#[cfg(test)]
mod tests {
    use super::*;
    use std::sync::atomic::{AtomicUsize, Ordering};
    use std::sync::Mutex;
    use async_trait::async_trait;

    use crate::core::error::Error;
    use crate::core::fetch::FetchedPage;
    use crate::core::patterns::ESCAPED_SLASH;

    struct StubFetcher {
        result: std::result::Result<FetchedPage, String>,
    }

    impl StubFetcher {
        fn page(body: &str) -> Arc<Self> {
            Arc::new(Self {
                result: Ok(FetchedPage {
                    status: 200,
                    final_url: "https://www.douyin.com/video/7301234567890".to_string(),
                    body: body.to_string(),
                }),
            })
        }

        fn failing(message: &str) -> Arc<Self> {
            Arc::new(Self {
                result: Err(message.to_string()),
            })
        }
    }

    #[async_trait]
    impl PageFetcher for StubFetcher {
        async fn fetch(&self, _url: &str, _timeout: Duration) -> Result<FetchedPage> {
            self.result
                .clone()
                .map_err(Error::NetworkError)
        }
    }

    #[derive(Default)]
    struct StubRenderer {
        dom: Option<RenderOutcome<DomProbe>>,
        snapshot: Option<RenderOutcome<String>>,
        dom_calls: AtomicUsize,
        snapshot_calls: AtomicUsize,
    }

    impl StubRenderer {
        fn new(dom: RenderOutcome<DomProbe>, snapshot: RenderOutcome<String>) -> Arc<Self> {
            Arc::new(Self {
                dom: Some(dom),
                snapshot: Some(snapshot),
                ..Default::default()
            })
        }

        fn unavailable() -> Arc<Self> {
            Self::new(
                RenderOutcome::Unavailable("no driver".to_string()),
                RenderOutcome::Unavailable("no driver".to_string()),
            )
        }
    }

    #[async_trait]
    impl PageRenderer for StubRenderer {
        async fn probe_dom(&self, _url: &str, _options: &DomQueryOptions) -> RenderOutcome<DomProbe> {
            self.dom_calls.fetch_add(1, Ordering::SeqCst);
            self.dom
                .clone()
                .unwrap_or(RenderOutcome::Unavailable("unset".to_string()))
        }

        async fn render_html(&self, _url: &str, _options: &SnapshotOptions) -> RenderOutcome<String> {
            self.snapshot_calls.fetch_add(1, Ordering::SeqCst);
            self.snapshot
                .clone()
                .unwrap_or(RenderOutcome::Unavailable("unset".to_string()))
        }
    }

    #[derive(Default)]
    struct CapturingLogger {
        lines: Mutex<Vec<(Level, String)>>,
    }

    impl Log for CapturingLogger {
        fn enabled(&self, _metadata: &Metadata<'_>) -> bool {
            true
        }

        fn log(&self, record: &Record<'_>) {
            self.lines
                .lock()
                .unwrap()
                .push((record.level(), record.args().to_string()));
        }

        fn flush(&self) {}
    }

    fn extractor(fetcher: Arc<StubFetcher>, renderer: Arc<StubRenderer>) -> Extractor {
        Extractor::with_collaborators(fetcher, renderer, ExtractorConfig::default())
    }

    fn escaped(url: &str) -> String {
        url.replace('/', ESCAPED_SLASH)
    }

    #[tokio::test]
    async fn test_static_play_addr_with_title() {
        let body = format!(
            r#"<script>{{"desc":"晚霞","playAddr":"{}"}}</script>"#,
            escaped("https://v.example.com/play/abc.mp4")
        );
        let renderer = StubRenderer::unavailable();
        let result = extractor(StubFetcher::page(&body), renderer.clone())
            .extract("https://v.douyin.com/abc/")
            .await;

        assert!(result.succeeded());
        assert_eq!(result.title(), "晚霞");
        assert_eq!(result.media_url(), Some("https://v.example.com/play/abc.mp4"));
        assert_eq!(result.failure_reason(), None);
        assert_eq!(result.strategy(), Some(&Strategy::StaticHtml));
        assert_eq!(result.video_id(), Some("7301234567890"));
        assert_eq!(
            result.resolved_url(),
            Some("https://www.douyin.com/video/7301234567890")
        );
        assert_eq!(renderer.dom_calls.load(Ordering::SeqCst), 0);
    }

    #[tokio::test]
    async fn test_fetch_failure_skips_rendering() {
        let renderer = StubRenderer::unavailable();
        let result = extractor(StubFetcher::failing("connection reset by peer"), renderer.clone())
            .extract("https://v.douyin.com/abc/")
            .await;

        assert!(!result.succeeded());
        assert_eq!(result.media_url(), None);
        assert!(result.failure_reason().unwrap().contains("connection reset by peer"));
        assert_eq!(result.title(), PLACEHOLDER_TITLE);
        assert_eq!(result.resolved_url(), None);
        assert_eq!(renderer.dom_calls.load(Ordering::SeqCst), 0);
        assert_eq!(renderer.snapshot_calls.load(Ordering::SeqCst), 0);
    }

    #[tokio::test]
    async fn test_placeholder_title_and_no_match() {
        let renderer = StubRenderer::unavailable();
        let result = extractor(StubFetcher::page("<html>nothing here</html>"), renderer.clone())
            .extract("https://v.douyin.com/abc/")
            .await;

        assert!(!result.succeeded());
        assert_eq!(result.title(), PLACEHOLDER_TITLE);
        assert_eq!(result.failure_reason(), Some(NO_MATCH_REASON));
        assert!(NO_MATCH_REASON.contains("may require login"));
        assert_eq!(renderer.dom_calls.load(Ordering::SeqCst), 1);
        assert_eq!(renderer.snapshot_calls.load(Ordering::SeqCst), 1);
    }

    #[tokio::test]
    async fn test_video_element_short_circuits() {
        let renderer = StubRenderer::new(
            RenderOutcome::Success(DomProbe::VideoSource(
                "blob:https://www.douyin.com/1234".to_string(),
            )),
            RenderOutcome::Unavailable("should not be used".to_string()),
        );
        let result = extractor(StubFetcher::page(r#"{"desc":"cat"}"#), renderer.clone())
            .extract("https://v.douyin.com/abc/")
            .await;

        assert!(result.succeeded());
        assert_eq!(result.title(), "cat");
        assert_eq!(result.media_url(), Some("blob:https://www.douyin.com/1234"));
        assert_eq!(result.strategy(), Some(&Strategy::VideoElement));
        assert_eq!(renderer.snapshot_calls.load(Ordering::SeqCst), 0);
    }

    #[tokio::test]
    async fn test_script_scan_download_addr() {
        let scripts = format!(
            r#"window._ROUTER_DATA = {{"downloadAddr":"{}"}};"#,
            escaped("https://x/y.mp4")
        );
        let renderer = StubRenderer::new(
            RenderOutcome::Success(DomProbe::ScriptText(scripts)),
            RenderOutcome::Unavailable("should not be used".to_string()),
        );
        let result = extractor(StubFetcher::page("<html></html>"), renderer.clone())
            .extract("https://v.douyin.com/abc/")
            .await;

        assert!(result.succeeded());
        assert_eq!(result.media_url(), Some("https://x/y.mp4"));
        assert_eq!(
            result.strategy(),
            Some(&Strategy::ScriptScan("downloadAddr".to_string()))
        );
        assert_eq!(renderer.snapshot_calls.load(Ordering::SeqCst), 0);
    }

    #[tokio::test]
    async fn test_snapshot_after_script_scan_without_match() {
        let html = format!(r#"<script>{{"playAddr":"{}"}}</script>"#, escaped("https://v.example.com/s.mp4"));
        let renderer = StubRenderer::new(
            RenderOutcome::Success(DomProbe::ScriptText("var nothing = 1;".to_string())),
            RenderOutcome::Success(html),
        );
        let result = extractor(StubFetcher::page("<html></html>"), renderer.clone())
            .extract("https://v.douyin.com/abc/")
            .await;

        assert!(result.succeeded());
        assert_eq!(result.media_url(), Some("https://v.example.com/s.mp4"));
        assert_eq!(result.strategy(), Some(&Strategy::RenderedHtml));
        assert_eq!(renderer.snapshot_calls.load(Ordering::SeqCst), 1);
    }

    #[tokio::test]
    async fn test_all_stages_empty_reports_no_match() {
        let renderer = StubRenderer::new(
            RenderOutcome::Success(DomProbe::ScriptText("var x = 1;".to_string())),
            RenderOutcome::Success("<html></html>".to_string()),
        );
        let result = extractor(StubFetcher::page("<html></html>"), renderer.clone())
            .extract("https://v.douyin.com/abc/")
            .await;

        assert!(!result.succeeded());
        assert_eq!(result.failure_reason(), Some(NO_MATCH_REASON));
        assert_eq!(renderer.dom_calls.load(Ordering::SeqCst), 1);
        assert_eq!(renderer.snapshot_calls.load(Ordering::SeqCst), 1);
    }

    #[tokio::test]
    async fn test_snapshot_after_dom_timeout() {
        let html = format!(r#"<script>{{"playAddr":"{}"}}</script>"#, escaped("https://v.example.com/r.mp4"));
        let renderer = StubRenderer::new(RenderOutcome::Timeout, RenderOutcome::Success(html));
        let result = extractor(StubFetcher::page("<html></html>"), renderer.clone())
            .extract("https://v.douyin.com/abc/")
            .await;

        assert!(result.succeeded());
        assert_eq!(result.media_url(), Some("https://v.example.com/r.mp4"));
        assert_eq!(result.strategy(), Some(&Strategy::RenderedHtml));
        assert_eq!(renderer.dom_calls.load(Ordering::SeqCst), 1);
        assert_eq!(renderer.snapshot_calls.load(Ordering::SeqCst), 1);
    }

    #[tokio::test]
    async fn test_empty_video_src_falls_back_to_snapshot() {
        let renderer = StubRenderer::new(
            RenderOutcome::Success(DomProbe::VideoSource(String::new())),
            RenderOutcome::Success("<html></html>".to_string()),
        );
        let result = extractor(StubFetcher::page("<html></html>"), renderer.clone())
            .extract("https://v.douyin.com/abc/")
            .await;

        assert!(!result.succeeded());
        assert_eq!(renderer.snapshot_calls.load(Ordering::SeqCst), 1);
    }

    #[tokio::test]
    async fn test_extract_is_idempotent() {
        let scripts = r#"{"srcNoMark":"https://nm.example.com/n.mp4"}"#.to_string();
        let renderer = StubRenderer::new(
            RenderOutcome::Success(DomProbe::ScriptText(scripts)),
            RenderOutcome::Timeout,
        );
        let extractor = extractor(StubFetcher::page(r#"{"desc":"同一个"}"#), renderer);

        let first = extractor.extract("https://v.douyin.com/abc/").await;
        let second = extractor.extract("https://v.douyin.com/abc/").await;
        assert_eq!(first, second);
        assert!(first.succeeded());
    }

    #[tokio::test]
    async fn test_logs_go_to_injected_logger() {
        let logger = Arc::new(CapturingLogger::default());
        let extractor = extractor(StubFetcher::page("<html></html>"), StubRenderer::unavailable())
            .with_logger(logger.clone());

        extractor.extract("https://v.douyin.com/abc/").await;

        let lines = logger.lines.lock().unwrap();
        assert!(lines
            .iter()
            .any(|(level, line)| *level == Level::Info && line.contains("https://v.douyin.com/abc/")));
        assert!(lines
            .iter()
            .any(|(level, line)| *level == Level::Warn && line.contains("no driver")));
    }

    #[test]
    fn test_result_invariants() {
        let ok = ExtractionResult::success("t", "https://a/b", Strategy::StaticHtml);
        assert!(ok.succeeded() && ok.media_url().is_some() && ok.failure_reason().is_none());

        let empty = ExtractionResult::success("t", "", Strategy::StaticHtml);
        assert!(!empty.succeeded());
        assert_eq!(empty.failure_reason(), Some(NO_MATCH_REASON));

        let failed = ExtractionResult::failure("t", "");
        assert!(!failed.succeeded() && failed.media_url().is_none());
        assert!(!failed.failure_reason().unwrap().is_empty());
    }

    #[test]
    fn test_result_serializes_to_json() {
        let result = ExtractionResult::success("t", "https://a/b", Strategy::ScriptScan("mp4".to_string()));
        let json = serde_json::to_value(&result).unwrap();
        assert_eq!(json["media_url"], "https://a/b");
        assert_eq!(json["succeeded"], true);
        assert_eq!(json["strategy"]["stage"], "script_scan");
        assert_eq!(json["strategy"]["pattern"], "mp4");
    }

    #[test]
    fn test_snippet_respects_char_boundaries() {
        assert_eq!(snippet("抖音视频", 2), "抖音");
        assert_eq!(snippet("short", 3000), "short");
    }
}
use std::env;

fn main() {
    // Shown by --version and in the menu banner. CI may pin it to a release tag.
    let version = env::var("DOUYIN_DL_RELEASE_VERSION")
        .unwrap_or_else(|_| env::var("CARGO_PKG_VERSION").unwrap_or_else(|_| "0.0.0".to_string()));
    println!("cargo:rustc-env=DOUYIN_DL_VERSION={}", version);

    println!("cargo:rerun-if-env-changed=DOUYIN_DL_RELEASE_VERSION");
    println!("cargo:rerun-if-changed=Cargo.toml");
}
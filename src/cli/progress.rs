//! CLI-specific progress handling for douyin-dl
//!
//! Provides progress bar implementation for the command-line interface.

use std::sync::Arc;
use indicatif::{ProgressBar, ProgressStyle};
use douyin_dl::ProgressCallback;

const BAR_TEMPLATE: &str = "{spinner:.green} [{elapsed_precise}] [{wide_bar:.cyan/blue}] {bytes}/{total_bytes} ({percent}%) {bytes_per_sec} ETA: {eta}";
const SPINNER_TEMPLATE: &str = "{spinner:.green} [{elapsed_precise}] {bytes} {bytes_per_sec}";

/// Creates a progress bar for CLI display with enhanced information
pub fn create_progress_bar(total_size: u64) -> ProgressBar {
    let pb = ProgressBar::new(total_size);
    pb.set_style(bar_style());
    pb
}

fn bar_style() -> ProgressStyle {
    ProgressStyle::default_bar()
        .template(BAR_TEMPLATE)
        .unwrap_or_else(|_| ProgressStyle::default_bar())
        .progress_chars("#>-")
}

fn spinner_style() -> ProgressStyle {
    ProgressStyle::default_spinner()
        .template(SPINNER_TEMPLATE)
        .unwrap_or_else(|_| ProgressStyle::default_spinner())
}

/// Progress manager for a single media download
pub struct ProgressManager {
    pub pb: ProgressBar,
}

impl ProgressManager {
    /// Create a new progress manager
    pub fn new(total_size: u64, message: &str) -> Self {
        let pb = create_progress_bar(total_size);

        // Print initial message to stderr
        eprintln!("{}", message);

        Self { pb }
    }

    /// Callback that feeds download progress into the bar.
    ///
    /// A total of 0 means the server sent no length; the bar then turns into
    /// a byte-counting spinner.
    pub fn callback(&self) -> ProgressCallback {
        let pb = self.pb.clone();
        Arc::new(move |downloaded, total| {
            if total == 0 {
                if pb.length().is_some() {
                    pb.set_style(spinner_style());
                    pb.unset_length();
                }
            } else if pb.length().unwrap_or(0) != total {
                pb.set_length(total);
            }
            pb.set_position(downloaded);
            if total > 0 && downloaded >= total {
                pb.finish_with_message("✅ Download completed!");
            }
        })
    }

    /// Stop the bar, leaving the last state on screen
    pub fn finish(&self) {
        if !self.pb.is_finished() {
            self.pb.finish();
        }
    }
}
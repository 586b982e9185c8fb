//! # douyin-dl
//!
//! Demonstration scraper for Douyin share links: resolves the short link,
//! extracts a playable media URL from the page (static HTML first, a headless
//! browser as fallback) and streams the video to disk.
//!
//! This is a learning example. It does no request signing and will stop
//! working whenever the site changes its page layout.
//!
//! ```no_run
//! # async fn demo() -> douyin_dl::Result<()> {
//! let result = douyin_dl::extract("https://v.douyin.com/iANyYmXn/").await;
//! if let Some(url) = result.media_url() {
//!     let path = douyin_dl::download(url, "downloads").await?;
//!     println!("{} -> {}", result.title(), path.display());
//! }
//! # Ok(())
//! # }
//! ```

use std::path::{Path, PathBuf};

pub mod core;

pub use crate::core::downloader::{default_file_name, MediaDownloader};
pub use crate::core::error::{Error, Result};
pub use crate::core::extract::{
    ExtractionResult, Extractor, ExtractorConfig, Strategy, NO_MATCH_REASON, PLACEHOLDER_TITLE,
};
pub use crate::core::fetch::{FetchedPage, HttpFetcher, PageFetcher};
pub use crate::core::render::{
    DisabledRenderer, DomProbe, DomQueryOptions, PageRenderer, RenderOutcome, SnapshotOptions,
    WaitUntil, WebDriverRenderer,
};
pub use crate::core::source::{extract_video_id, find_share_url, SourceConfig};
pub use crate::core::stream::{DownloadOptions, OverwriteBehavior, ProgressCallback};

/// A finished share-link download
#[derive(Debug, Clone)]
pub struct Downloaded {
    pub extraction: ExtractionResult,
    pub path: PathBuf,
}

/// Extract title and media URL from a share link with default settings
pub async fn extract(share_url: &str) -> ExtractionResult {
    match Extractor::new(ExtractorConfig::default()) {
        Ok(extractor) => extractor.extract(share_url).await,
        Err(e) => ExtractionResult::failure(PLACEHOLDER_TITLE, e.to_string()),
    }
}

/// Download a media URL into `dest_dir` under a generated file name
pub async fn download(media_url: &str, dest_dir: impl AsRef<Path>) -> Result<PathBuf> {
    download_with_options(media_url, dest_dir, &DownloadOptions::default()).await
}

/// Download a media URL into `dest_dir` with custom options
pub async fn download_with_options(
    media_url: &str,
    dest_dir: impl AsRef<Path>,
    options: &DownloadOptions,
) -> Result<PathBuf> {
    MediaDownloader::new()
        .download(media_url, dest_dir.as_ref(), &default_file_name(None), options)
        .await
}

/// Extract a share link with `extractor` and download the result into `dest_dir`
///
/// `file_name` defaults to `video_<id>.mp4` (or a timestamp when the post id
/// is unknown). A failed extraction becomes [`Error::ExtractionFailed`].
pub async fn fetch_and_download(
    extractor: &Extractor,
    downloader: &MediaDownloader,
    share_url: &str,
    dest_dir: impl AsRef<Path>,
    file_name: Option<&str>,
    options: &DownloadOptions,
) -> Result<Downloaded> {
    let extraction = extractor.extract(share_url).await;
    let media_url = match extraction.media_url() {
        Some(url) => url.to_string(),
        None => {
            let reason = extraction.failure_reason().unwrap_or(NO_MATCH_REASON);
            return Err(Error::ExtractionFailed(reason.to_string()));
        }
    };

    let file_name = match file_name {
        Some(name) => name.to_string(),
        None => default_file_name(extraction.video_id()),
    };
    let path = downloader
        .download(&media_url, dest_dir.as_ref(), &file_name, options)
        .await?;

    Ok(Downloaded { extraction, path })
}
·····
- _Exercise description_
Tell how many lines in the records above contain "ProgressBar", giving the number and no other words.

- _Solution for this exercise_
4